Women Beware Women, National Theatre
Tuesday 27th April 2010
The recent fuss about British culture being anti-Catholic just because some civil servant wrote a spoof memo satirising the Pope’s upcoming visit may have been overblown, but it is certainly true that, in the past, Italy was a byword for rank corruption. To doughty English Protestants, Rome was a stew of sin and Italians were Machiavellian plotters and idolators. Little wonder that Thomas Middleton’s 1621 tragedy, a large-stage revival of which opened today, is brimful of illicit sex, cunning intrigues and vicious revenge — set, of course, in Renaissance Italy.
We are at the Medici court ruled by the lascivious Duke of Florence. When, during a procession, he catches sight of young Bianca, the new bride of Leantio, he asks Livia, a mature widow who has already buried two husbands, to help him seduce her. In fact, Livia is quite busy. She has already been called on by her salacious brother Hippolito to help him seduce young Isabella, engaged to be married to a rich young fool. Since Hippolito is Isabella’s uncle there’s a strong whiff of incest to add to the pervading atmosphere of lust. Yes, this is a show where desire is never simple: it is usually perverse, corrupt and evil.

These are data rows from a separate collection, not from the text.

// ============================================================================
// TESTS
// ============================================================================

#[cfg(test)]
mod tests {
    use super::*;
    use std::sync::Mutex;
    use wiremock::matchers::{method, path};
    use wiremock::{Mock, MockServer, ResponseTemplate};

    /// Canned dispatcher that records what it was asked to run.
    struct RecordingDispatcher {
        calls: Mutex<Vec<(String, serde_json::Value)>>,
        reply: serde_json::Value,
    }

    impl RecordingDispatcher {
        fn new(reply: serde_json::Value) -> Self {
            Self {
                calls: Mutex::new(Vec::new()),
                reply,
            }
        }
    }

    #[async_trait]
    impl ToolDispatcher for RecordingDispatcher {
        async fn dispatch(&self, name: &str, args: &serde_json::Value) -> serde_json::Value {
            self.calls
                .lock()
                .unwrap()
                .push((name.to_string(), args.clone()));
            self.reply.clone()
        }
    }

    fn tool_call_response() -> serde_json::Value {
        serde_json::json!({
            "choices": [{
                "message": {
                    "role": "assistant",
                    "content": null,
                    "tool_calls": [{
                        "id": "call_1",
                        "type": "function",
                        "function": {
                            "name": "census_data",
                            "arguments": "{\"query\":\"total population\",\"geographic_level\":\"county\",\"location\":\"Travis, TX\"}"
                        }
                    }]
                }
            }]
        })
    }

    fn final_response(text: &str) -> serde_json::Value {
        serde_json::json!({
            "choices": [{
                "message": { "role": "assistant", "content": text }
            }]
        })
    }

    // ========================================================================
    // TEST 1: empty API key is rejected at construction
    // ========================================================================
    #[test]
    fn test_missing_api_key() {
        let result = AgentClient::new("".to_string(), "gpt-4o-mini".to_string());
        assert!(matches!(result, Err(AgentError::MissingApiKey)));
    }

    // ========================================================================
    // TEST 2: plain answer with no tool calls returns immediately
    // ========================================================================
    #[tokio::test]
    async fn test_run_plain_answer() {
        let mock_server = MockServer::start().await;
        let client = AgentClient::with_base_url(
            "test-key".to_string(),
            "gpt-4o-mini".to_string(),
            mock_server.uri(),
        )
        .unwrap();

        Mock::given(method("POST"))
            .and(path("/chat/completions"))
            .respond_with(
                ResponseTemplate::new(200).set_body_json(final_response("No lookup needed.")),
            )
            .mount(&mock_server)
            .await;

        let dispatcher = RecordingDispatcher::new(serde_json::json!({}));
        let answer = client.run(&dispatcher, "Say hi").await.unwrap();

        assert_eq!(answer, "No lookup needed.");
        assert!(dispatcher.calls.lock().unwrap().is_empty());
    }

    // ========================================================================
    // TEST 3: tool call round — dispatched once, result fed back, final answer
    // ========================================================================
    #[tokio::test]
    async fn test_run_tool_round_trip() {
        let mock_server = MockServer::start().await;
        let client = AgentClient::with_base_url(
            "test-key".to_string(),
            "gpt-4o-mini".to_string(),
            mock_server.uri(),
        )
        .unwrap();

        // First call returns a tool_call, second the final answer.
        Mock::given(method("POST"))
            .and(path("/chat/completions"))
            .respond_with(ResponseTemplate::new(200).set_body_json(tool_call_response()))
            .up_to_n_times(1)
            .mount(&mock_server)
            .await;

        Mock::given(method("POST"))
            .and(path("/chat/completions"))
            .respond_with(ResponseTemplate::new(200).set_body_json(final_response(
                "Travis County has about 1.29 million residents.",
            )))
            .mount(&mock_server)
            .await;

        let dispatcher =
            RecordingDispatcher::new(serde_json::json!({ "rows": [{ "population": 1290188 }] }));
        let answer = client
            .run(&dispatcher, "How many people live in Travis County, TX?")
            .await
            .unwrap();

        assert!(answer.contains("1.29 million"));

        let calls = dispatcher.calls.lock().unwrap();
        assert_eq!(calls.len(), 1, "tool must be dispatched exactly once");
        assert_eq!(calls[0].0, "census_data");
        assert_eq!(calls[0].1["location"], "Travis, TX");
    }

    // ========================================================================
    // TEST 4: API error surfaces as AgentError::Api
    // ========================================================================
    #[tokio::test]
    async fn test_run_api_error() {
        let mock_server = MockServer::start().await;
        let client = AgentClient::with_base_url(
            "test-key".to_string(),
            "gpt-4o-mini".to_string(),
            mock_server.uri(),
        )
        .unwrap();

        Mock::given(method("POST"))
            .respond_with(ResponseTemplate::new(401).set_body_string("invalid key"))
            .mount(&mock_server)
            .await;

        let dispatcher = RecordingDispatcher::new(serde_json::json!({}));
        let result = client.run(&dispatcher, "anything").await;

        match result {
            Err(AgentError::Api { code, .. }) => assert_eq!(code, 401),
            other => panic!("Expected Api error, got {:?}", other),
        }
    }

    // ========================================================================
    // TEST 5: endless tool calls hit the round limit instead of looping
    // ========================================================================
    #[tokio::test]
    async fn test_run_round_limit() {
        let mock_server = MockServer::start().await;
        let client = AgentClient::with_base_url(
            "test-key".to_string(),
            "gpt-4o-mini".to_string(),
            mock_server.uri(),
        )
        .unwrap();

        Mock::given(method("POST"))
            .respond_with(ResponseTemplate::new(200).set_body_json(tool_call_response()))
            .mount(&mock_server)
            .await;

        let dispatcher = RecordingDispatcher::new(serde_json::json!({}));
        let result = client.run(&dispatcher, "loop forever").await;

        assert!(matches!(result, Err(AgentError::RoundLimit { .. })));
    }

    // ========================================================================
    // TEST 6: tool spec names the census_data function and requires query
    // ========================================================================
    #[test]
    fn test_census_tool_spec_shape() {
        let spec = census_tool_spec();
        assert_eq!(spec["type"], "function");
        assert_eq!(spec["function"]["name"], "census_data");
        assert_eq!(spec["function"]["parameters"]["required"][0], "query");
    }
}
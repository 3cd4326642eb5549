use chrono::{DateTime, Utc};
use serde::{Deserialize, Serialize};

/// One end-to-end policy query across the agent pipeline.
#[derive(Debug, Clone, Serialize, Deserialize, sqlx::FromRow)]
pub struct Trace {
    pub trace_id: String,
    pub policy_query: String,
    pub policy_type: String,
    pub created_at: DateTime<Utc>,
    pub agent_count: i32,
    pub total_duration_ms: i64,
}

/// Trace row joined to its spans for the dashboard trace list.
/// `span_count` and `total_tokens` are 0 for a trace with no spans.
#[derive(Debug, Clone, Serialize, Deserialize, sqlx::FromRow)]
pub struct TraceSummary {
    pub trace_id: String,
    pub policy_query: String,
    pub policy_type: String,
    pub created_at: DateTime<Utc>,
    pub agent_count: i32,
    pub total_duration_ms: i64,
    pub span_count: i64,
    pub total_tokens: i64,
}
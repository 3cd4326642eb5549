//! Telemetry query layer — the dashboard's read queries and its single write
//!
//! Four reads against `policy_aide.traces` / `policy_aide.spans`:
//! - latest system instructions per agent
//! - per-agent performance aggregates
//! - recent traces joined to their spans
//! - spans of one selected trace
//!
//! One write: `record_instruction_update` appends a synthetic span so an
//! instruction edit becomes part of the history instead of mutating it.
//! Queries are runtime-checked (`query_as` with binds); the schema is owned
//! by the external Postgres instance, not this crate.

use crate::error::PolicyAideError;
use crate::models::{AgentInstructions, AgentPerformance, Span, TraceSummary};
use sqlx::PgPool;
use uuid::Uuid;

/// span_type tag written by the dashboard's instruction editor.
pub const INSTRUCTION_UPDATE: &str = "instruction_update";

/// Latest non-empty system instructions per distinct agent.
pub async fn agent_instructions(pool: &PgPool) -> Result<Vec<AgentInstructions>, PolicyAideError> {
    let rows = sqlx::query_as::<_, AgentInstructions>(
        r#"
        SELECT DISTINCT ON (agent_name)
            agent_name,
            system_instructions,
            started_at AS recorded_at
        FROM policy_aide.spans
        WHERE system_instructions IS NOT NULL
          AND system_instructions <> ''
        ORDER BY agent_name, started_at DESC
        "#,
    )
    .fetch_all(pool)
    .await?;
    Ok(rows)
}

/// Per-agent run count, average duration, and token total.
pub async fn agent_performance(pool: &PgPool) -> Result<Vec<AgentPerformance>, PolicyAideError> {
    let rows = sqlx::query_as::<_, AgentPerformance>(
        r#"
        SELECT
            agent_name,
            COUNT(*) AS runs,
            AVG(duration_ms)::float8 AS avg_duration_ms,
            COALESCE(SUM((tokens_used->>'total_tokens')::bigint), 0) AS total_tokens
        FROM policy_aide.spans
        GROUP BY agent_name
        ORDER BY agent_name
        "#,
    )
    .fetch_all(pool)
    .await?;
    Ok(rows)
}

/// Recent traces with per-trace span count and token total, newest first.
/// LEFT JOIN so a trace with zero spans still appears with 0/0.
pub async fn recent_traces(pool: &PgPool, limit: i64) -> Result<Vec<TraceSummary>, PolicyAideError> {
    let rows = sqlx::query_as::<_, TraceSummary>(
        r#"
        SELECT
            t.trace_id,
            t.policy_query,
            t.policy_type,
            t.created_at,
            t.agent_count,
            t.total_duration_ms,
            COUNT(s.span_id) AS span_count,
            COALESCE(SUM((s.tokens_used->>'total_tokens')::bigint), 0) AS total_tokens
        FROM policy_aide.traces t
        LEFT JOIN policy_aide.spans s ON s.trace_id = t.trace_id
        GROUP BY t.trace_id, t.policy_query, t.policy_type, t.created_at,
                 t.agent_count, t.total_duration_ms
        ORDER BY t.created_at DESC
        LIMIT $1
        "#,
    )
    .bind(limit)
    .fetch_all(pool)
    .await?;
    Ok(rows)
}

/// All spans of one trace, in execution order.
pub async fn trace_spans(pool: &PgPool, trace_id: &str) -> Result<Vec<Span>, PolicyAideError> {
    let rows = sqlx::query_as::<_, Span>(
        r#"
        SELECT span_id, trace_id, agent_name, span_type, system_instructions,
               input_text, output_text, tokens_used, started_at, ended_at, duration_ms
        FROM policy_aide.spans
        WHERE trace_id = $1
        ORDER BY started_at
        "#,
    )
    .bind(trace_id)
    .fetch_all(pool)
    .await?;
    Ok(rows)
}

/// Reject blank agent names and blank instruction text before touching the DB.
pub fn validate_instruction_input(
    agent_name: &str,
    instructions: &str,
) -> Result<(), PolicyAideError> {
    if agent_name.trim().is_empty() {
        return Err(PolicyAideError::Validation(
            "agent_name must not be blank".to_string(),
        ));
    }
    if instructions.trim().is_empty() {
        return Err(PolicyAideError::Validation(
            "instructions must not be blank".to_string(),
        ));
    }
    Ok(())
}

/// Persist an instruction edit as one synthetic `instruction_update` span.
///
/// Spans are append-only and every span must reference an existing trace, so
/// the edit is recorded as a synthetic trace + span pair in one transaction.
/// Blank input fails validation and inserts nothing. Returns the new span_id.
pub async fn record_instruction_update(
    pool: &PgPool,
    agent_name: &str,
    instructions: &str,
) -> Result<String, PolicyAideError> {
    validate_instruction_input(agent_name, instructions)?;

    let agent_name = agent_name.trim();
    let trace_id = format!("trace-{}", Uuid::new_v4());
    let span_id = format!("span-{}", Uuid::new_v4());
    let now = chrono::Utc::now();

    let mut tx = pool.begin().await?;

    sqlx::query(
        r#"
        INSERT INTO policy_aide.traces
            (trace_id, policy_query, policy_type, created_at, agent_count, total_duration_ms)
        VALUES ($1, $2, $3, $4, $5, $6)
        "#,
    )
    .bind(&trace_id)
    .bind(format!("Instruction update for {}", agent_name))
    .bind(INSTRUCTION_UPDATE)
    .bind(now)
    .bind(1i32)
    .bind(0i64)
    .execute(&mut *tx)
    .await?;

    sqlx::query(
        r#"
        INSERT INTO policy_aide.spans
            (span_id, trace_id, agent_name, span_type, system_instructions,
             input_text, output_text, tokens_used, started_at, ended_at, duration_ms)
        VALUES ($1, $2, $3, $4, $5, $6, $7, $8, $9, $10, $11)
        "#,
    )
    .bind(&span_id)
    .bind(&trace_id)
    .bind(agent_name)
    .bind(INSTRUCTION_UPDATE)
    .bind(instructions)
    .bind("dashboard instruction editor")
    .bind("instructions saved")
    .bind(serde_json::json!({ "total_tokens": 0 }))
    .bind(now)
    .bind(now)
    .bind(0i64)
    .execute(&mut *tx)
    .await?;

    tx.commit().await?;

    tracing::info!(agent = agent_name, span_id = %span_id, "recorded instruction update");

    Ok(span_id)
}

#[cfg(test)]
mod tests {
    use super::*;

    // ========================================================================
    // TEST 1: blank agent name is rejected
    // ========================================================================
    #[test]
    fn test_validate_blank_agent_name() {
        let result = validate_instruction_input("   ", "do the thing");
        assert!(result.is_err());
        assert!(result.unwrap_err().to_string().contains("agent_name"));
    }

    // ========================================================================
    // TEST 2: blank instructions are rejected
    // ========================================================================
    #[test]
    fn test_validate_blank_instructions() {
        let result = validate_instruction_input("research_agent", "\n\t ");
        assert!(result.is_err());
        assert!(result.unwrap_err().to_string().contains("instructions"));
    }

    // ========================================================================
    // TEST 3: non-blank input passes
    // ========================================================================
    #[test]
    fn test_validate_ok() {
        assert!(validate_instruction_input("research_agent", "Summarize bills.").is_ok());
    }
}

Middleton’s Livia, played with enormous relish by Harriet Walter, is an arch schemer and seductress. For her, the use of sexual power is itself an aphrodisiac. But when she falls for Leantio, the sexual politics of the 17th-century world count against her. Women should, if the play’s title is right, rightly beware of scheming women, but, in the end, it’s the men who rule the roost. Still, Walter’s Livia is a fab superbitch, half Grace Kelly, half Cruella De Ville, her husky voice sometimes imperious, sometimes rasping, always seductive. So enjoyable is her performance that you almost forget how deeply unpleasant her character is: a procuress who preys on 16-year-old girls.
All the characters get some good lines. Middleton’s text is full of comments such as “Sin tastes, at the first draught,/ like wormwood water/ But, drunk again, ’tis nectar ever after.” Now, I must admit that I’ve never sipped any wormwood water but, judging by the effect that sin has on these aristos, I’m rather glad. This is a play of loud passions and cruel revenge, all decked out in glittering metaphors — such as the chess game used by Livia to get Bianca in her clutches — and verbal point-scoring.
Marianne Elliott’s production is set in 1950s Italy, a rather predictable and not very interesting choice, with Leantio’s mother dressed as a southern peasant while the aristocratic women sport swishing dresses and sip cocktails. For clarity, Bianca is dressed in white and the fool is clownesque. As you’d expect, Livia, at all times, looks terrific. But the huge set, designed by Lez Brotherston, is hard with marble, lit by huge chandeliers, and heavy with a sense of oppression. References to Italy’s fascistic past fail to add to the play’s topicality. A reference to the corrupt Silvio Berlusconi would have been more convincing.
It has to be said that the first half of a long evening is rather slow and unengaging, but don’t go home early: sparks do begin to fly after the interval with a bright, sharp and comic banquet scene. There’s also a wild episode in which the fool and his mate try to look up the skirts of Isabella. Best of all is the final bloodbath scene, which Elliott has choreographed as a darkening nightmare, all dance movement and complete with some rather charming black-costumed demons, all of whom wear lovely little wings.
As well as Walter, there is good acting from Raymond Coulthard as the ardent and suave Hippolito, Richard Lintern as the powerful Duke, and Samuel Barnett as a fresh and youthful Leantio. Lauren O’Neil’s Bianca is more convincing than Vanessa Kirby’s Isabella. As a study in the destructive power of greed, Women Beware Women is interesting enough, although in the end I wasn’t convinced that there was any good reason for this revival, which smolders well enough but very rarely catches fire.